++++ DATA SUPPLIED

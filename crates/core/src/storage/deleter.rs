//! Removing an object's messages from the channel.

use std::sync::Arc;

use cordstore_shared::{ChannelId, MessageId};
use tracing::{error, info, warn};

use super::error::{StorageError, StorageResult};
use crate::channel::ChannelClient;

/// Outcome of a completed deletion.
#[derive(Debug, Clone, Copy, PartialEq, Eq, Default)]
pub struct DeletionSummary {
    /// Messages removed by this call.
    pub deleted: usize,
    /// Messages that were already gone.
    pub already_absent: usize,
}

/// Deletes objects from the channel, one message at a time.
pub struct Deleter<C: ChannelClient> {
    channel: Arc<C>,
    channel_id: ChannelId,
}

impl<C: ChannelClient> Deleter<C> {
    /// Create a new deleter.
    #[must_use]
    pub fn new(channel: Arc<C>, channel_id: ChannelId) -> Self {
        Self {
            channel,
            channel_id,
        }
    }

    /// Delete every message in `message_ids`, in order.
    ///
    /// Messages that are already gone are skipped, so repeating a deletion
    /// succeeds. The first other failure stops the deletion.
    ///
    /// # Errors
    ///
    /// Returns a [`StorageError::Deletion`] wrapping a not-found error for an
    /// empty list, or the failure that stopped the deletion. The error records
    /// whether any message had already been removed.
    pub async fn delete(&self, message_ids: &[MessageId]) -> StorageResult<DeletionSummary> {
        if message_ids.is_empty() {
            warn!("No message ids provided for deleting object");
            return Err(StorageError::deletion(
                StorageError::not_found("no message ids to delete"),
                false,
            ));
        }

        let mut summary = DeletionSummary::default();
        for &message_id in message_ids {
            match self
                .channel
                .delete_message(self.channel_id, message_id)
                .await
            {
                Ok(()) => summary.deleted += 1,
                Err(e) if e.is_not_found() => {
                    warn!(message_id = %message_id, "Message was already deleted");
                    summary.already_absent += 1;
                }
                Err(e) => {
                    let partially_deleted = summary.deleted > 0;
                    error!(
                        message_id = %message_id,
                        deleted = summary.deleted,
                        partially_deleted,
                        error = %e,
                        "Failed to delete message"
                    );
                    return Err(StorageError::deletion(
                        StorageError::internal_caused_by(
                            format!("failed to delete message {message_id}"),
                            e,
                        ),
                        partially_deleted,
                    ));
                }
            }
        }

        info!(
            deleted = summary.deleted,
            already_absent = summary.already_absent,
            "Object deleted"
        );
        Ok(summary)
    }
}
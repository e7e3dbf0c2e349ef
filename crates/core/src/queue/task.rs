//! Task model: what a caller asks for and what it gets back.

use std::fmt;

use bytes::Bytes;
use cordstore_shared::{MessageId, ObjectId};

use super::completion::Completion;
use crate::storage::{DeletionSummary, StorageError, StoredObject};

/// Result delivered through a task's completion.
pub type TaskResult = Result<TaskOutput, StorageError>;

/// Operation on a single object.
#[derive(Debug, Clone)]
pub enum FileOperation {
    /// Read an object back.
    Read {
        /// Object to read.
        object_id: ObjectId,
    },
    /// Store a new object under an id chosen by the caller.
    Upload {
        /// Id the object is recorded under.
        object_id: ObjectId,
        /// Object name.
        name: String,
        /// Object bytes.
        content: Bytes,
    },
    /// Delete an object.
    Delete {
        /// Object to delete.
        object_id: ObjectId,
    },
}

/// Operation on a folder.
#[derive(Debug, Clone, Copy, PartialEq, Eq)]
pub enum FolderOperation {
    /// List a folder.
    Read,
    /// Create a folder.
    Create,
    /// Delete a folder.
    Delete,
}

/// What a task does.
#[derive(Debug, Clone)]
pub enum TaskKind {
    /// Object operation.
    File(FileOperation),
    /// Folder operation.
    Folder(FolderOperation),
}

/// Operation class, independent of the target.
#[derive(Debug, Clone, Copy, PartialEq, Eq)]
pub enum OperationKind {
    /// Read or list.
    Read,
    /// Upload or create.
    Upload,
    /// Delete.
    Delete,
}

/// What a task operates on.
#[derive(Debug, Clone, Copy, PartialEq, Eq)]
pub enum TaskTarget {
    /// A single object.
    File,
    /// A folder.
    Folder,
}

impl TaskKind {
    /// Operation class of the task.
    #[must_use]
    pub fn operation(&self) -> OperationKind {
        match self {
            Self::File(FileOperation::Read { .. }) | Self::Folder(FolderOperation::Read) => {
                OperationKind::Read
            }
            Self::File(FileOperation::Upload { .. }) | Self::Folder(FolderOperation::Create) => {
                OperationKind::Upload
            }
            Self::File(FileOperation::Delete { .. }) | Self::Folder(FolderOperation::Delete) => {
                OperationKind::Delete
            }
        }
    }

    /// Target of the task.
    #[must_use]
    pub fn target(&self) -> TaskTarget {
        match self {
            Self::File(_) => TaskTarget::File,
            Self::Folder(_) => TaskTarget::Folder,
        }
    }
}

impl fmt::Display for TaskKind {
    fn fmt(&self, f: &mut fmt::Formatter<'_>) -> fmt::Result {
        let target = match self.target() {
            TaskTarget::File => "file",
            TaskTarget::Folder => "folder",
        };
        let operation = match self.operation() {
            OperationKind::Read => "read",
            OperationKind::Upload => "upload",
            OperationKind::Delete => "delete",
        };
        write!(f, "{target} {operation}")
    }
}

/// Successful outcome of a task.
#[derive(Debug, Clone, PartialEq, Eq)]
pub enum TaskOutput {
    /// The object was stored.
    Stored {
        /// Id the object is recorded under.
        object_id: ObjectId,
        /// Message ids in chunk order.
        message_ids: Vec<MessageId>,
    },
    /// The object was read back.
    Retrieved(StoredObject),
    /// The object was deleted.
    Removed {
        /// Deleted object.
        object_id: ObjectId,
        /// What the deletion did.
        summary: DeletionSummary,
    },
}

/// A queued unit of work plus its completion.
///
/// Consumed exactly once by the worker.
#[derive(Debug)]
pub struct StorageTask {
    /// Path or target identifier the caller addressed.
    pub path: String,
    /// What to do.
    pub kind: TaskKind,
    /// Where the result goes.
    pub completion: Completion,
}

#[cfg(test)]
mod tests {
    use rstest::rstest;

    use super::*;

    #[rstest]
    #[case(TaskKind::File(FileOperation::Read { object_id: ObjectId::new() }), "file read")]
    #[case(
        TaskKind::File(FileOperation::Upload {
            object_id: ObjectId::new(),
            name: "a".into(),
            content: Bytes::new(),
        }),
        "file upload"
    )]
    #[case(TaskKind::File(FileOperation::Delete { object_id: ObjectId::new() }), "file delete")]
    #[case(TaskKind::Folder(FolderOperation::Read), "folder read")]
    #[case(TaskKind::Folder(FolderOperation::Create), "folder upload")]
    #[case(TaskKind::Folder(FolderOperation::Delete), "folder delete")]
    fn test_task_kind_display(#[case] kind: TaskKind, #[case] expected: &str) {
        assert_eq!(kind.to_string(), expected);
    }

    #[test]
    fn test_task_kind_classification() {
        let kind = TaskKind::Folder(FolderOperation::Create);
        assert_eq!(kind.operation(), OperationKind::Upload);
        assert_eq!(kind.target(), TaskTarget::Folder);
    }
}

++++++++

# [PROMPT]
From the entries, give the number of lines where the string "impl" is found, and nothing else.

# [OUTPUT FOR THIS TASK]
3